■ Supplied material:
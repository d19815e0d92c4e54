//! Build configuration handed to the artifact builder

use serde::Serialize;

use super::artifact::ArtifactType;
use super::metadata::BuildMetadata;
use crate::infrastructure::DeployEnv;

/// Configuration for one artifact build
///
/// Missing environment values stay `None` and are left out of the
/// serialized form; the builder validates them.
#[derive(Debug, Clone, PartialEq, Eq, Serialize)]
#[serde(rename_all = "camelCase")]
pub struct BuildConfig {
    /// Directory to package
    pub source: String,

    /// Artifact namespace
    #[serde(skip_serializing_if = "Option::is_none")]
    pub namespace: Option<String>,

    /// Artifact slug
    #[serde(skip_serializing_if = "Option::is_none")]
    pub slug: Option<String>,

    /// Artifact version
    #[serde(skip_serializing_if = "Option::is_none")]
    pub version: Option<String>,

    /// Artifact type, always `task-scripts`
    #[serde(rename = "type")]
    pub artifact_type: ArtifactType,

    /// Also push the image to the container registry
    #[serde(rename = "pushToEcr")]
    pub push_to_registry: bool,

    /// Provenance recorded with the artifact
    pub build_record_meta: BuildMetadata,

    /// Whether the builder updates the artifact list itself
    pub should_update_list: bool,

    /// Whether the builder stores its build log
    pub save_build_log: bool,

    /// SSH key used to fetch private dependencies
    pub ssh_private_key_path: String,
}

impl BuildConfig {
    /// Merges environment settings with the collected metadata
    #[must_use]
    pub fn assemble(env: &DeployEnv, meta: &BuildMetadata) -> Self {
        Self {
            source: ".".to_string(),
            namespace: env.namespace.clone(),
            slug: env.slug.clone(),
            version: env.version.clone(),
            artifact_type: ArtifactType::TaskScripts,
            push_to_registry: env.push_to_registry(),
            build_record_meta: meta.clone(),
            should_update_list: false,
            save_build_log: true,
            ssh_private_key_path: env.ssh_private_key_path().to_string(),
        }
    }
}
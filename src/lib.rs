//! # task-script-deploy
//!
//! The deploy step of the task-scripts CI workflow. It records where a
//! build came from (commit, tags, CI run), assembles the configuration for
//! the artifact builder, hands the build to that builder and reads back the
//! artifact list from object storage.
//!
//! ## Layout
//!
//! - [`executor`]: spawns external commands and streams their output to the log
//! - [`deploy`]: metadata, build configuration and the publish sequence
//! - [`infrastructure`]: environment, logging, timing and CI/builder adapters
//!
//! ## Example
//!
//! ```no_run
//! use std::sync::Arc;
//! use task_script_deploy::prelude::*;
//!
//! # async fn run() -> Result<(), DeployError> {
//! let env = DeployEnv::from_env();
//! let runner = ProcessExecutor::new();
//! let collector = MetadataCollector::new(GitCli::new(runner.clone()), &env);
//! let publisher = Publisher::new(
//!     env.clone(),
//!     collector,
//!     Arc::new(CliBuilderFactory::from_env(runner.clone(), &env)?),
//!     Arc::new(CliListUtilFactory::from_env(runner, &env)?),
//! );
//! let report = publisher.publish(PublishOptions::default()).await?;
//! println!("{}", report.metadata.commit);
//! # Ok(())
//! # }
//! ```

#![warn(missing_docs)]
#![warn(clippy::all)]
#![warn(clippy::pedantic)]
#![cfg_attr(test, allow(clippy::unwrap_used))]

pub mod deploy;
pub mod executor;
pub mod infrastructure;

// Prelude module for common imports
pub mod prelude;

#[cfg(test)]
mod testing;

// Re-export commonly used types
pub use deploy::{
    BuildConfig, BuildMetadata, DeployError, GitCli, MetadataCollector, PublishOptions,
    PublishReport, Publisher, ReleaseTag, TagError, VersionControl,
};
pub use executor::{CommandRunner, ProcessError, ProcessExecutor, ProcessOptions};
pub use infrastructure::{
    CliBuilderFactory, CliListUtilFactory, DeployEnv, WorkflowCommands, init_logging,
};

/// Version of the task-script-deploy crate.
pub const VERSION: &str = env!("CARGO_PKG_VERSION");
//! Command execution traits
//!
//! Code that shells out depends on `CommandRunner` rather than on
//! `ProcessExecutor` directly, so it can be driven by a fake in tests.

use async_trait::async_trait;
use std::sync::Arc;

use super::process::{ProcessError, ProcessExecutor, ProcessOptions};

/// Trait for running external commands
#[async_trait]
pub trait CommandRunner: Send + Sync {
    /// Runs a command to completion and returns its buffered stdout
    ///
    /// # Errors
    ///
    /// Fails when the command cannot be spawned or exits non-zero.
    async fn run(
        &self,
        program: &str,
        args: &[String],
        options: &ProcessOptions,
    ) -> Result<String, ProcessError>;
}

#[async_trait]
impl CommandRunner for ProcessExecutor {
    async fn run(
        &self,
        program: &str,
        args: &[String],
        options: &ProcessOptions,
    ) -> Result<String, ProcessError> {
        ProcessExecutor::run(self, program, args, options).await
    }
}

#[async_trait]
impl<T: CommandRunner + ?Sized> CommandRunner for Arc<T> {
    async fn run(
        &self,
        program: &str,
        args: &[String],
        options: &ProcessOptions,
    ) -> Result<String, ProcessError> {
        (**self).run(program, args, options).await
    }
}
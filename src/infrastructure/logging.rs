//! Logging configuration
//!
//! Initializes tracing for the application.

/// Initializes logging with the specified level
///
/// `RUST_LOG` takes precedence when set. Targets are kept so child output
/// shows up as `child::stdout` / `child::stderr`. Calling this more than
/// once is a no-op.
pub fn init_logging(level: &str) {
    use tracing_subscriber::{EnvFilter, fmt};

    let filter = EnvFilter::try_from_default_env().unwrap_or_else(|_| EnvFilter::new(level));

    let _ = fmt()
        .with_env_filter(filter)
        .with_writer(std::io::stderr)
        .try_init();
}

■ Directions for this task: From the records above, pick out and copy each line holding the word "ProcessExecutor".

■ Solution for this problem:
//! let runner = ProcessExecutor::new();
pub use executor::{CommandRunner, ProcessError, ProcessExecutor, ProcessOptions};
//! `ProcessExecutor` directly, so it can be driven by a fake in tests.
use super::process::{ProcessError, ProcessExecutor, ProcessOptions};
impl CommandRunner for ProcessExecutor {
        ProcessExecutor::run(self, program, args, options).await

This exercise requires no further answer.